[DATA Boundary: Start]
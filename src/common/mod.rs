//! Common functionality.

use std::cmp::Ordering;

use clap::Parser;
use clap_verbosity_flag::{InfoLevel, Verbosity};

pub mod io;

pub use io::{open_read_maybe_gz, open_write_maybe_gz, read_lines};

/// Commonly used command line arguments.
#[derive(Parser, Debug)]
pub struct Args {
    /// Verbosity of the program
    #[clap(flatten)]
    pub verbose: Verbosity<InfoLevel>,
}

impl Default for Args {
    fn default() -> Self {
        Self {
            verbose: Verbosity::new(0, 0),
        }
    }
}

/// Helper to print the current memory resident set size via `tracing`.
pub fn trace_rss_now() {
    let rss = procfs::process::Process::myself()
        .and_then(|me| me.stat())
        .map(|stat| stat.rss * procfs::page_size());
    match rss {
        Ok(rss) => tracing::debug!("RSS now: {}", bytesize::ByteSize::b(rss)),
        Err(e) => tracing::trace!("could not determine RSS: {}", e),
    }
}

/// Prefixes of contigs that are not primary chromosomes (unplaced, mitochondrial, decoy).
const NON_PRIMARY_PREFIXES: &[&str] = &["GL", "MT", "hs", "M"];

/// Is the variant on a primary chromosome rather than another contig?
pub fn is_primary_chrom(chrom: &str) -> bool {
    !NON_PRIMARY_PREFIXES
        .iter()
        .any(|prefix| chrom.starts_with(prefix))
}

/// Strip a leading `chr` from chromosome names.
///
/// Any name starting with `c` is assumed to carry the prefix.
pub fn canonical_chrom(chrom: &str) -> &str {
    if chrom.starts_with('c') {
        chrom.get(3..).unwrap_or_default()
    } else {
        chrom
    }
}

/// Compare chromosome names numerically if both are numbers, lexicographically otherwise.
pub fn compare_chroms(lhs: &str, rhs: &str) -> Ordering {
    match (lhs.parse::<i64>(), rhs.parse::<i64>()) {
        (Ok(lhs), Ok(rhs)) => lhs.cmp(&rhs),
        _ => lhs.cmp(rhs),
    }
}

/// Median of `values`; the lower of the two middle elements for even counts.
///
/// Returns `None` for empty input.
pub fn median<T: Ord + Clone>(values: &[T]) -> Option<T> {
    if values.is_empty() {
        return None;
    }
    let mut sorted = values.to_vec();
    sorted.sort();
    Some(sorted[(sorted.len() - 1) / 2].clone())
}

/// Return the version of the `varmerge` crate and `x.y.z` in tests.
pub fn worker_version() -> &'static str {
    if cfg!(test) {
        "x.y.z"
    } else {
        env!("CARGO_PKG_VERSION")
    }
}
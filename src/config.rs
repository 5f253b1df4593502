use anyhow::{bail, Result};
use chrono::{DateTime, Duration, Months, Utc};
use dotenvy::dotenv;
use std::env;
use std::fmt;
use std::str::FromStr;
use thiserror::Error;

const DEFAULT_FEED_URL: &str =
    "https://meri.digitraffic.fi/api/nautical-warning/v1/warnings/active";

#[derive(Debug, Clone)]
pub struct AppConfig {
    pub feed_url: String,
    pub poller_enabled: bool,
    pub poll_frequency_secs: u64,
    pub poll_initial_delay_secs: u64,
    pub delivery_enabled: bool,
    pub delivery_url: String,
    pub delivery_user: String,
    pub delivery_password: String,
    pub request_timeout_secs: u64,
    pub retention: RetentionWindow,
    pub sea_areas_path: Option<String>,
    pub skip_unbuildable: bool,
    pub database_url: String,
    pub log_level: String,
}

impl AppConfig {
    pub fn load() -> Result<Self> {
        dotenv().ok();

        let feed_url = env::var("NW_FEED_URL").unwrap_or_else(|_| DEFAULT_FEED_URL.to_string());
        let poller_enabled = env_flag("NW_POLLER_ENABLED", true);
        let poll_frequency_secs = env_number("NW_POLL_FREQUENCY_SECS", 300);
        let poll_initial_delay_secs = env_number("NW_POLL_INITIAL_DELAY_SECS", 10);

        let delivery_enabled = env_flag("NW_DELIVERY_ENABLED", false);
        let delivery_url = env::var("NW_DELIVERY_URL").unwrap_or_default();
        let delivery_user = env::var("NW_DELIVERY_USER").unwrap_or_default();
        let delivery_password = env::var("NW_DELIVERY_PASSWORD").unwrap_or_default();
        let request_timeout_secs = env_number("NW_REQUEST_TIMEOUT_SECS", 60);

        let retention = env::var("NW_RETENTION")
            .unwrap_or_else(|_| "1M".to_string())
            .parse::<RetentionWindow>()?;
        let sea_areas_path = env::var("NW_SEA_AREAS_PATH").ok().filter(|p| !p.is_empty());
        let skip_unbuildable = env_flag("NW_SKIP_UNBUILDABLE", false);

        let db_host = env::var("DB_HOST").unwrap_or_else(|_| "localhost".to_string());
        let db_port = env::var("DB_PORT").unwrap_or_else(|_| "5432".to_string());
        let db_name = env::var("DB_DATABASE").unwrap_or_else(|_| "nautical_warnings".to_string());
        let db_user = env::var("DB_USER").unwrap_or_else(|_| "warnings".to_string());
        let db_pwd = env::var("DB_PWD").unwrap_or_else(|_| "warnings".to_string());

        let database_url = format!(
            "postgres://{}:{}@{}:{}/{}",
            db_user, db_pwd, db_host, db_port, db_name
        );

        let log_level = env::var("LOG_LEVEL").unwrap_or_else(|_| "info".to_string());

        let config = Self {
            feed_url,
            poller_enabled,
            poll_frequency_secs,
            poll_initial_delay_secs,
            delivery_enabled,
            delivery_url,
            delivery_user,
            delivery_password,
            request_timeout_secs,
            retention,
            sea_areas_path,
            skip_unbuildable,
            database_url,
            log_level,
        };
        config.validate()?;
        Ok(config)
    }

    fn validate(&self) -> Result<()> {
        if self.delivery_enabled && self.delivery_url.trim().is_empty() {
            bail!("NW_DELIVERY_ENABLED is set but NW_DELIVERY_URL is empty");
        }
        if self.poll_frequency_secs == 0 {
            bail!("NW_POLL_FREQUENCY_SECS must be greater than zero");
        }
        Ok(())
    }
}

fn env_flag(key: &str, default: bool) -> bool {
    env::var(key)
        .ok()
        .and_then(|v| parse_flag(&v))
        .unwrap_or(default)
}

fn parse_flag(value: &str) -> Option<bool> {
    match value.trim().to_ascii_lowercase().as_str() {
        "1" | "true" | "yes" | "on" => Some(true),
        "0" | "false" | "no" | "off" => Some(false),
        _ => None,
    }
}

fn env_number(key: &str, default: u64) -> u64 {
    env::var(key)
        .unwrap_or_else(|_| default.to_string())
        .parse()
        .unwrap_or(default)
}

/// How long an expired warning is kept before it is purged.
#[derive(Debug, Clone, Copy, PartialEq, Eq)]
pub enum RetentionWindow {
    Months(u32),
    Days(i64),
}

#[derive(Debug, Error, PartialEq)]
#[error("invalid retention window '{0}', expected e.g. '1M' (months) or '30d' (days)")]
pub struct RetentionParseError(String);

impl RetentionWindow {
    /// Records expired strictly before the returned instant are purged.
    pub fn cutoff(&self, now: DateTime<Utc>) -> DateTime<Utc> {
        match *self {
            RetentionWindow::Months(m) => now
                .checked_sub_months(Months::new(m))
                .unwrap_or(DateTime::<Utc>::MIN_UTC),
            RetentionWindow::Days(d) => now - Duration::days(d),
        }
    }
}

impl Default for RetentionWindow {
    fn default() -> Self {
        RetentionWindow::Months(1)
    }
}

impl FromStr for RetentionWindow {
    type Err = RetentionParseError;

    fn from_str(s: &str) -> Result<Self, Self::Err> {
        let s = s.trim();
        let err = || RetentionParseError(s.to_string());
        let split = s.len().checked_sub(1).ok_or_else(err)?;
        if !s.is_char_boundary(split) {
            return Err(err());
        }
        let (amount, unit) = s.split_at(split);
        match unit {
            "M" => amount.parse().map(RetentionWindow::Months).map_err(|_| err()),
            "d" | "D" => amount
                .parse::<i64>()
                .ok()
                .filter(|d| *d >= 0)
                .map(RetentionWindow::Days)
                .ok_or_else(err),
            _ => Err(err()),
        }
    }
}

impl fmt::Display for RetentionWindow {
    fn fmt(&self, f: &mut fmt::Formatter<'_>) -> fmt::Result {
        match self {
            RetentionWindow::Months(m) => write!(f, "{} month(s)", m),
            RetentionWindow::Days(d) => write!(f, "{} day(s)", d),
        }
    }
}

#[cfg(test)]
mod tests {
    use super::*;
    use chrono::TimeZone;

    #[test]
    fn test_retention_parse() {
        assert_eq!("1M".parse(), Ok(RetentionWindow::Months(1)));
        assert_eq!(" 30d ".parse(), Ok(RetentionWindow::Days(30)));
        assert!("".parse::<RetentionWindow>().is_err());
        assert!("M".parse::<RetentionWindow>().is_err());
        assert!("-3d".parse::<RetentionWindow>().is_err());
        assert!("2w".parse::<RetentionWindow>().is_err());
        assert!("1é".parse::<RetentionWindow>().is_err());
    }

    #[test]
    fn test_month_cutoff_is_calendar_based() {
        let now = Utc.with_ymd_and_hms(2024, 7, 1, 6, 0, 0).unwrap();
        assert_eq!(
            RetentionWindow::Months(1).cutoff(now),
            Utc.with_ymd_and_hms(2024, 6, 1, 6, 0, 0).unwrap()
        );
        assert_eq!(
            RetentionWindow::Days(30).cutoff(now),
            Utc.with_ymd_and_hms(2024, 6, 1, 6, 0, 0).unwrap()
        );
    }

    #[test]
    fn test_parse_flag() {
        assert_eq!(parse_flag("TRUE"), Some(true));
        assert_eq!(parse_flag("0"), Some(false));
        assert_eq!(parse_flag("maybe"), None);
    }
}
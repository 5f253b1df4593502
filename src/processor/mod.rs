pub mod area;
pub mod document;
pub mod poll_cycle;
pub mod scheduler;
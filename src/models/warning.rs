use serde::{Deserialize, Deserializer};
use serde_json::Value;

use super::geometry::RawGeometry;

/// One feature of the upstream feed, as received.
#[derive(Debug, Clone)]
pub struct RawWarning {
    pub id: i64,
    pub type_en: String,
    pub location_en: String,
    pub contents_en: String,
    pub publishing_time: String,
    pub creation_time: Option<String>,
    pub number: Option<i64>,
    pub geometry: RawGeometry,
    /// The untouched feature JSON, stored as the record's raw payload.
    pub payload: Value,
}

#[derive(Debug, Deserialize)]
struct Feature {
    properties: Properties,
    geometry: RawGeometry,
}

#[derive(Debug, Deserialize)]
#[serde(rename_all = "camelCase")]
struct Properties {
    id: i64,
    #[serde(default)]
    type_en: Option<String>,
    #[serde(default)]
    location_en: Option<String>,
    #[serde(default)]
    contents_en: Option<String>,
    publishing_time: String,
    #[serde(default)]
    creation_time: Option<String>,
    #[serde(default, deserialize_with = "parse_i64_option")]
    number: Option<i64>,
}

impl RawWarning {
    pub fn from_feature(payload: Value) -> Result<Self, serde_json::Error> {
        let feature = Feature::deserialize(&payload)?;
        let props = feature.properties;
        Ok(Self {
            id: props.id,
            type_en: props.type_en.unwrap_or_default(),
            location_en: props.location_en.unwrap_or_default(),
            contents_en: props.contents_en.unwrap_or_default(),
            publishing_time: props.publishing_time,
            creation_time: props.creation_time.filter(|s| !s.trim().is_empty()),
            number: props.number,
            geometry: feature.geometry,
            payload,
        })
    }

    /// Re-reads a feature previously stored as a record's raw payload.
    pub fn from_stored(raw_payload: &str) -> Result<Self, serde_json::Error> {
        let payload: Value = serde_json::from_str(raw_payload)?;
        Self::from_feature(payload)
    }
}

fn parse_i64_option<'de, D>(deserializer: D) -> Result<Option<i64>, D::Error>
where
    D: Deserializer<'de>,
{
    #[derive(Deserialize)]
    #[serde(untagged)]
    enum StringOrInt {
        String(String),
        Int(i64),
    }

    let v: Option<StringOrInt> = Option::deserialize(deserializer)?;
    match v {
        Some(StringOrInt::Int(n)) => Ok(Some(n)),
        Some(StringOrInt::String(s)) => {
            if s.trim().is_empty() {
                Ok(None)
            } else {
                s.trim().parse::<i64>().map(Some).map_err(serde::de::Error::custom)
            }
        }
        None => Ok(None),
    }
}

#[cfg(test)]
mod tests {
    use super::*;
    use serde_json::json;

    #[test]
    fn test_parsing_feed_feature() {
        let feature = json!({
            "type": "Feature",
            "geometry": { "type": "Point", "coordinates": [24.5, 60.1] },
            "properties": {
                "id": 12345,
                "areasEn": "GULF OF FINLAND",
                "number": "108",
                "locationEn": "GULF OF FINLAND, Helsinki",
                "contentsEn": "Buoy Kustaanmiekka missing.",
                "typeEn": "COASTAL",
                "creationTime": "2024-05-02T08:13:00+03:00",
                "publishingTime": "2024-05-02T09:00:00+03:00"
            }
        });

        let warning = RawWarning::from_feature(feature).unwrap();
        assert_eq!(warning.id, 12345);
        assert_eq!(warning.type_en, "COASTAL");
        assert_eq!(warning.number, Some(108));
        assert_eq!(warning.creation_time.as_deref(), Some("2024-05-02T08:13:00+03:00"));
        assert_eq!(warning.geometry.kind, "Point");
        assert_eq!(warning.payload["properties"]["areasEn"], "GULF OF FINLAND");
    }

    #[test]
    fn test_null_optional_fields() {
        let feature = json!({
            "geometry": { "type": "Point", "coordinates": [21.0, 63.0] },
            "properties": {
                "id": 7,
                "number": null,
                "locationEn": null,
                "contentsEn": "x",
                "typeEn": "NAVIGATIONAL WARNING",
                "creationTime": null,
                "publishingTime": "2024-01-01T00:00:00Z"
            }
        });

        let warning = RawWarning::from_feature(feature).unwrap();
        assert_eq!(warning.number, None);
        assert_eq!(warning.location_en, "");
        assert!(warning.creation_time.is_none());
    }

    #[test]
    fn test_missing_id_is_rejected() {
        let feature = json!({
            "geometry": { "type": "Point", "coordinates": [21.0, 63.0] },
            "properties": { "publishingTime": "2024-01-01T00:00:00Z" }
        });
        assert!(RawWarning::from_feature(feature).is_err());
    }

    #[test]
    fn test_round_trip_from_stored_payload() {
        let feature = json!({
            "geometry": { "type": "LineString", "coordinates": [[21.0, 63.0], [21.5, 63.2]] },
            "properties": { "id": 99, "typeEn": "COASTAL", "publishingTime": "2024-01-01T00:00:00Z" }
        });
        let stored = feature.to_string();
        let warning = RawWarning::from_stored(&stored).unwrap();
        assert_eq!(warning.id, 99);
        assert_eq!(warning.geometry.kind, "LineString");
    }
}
[DATA Boundary: End]
-- TASK TO COMPLETE --
Among the lines above, find the ones containing "AppConfig" and copy them.

-- SOLUTION TO THIS PROBLEM --
pub struct AppConfig {
impl AppConfig {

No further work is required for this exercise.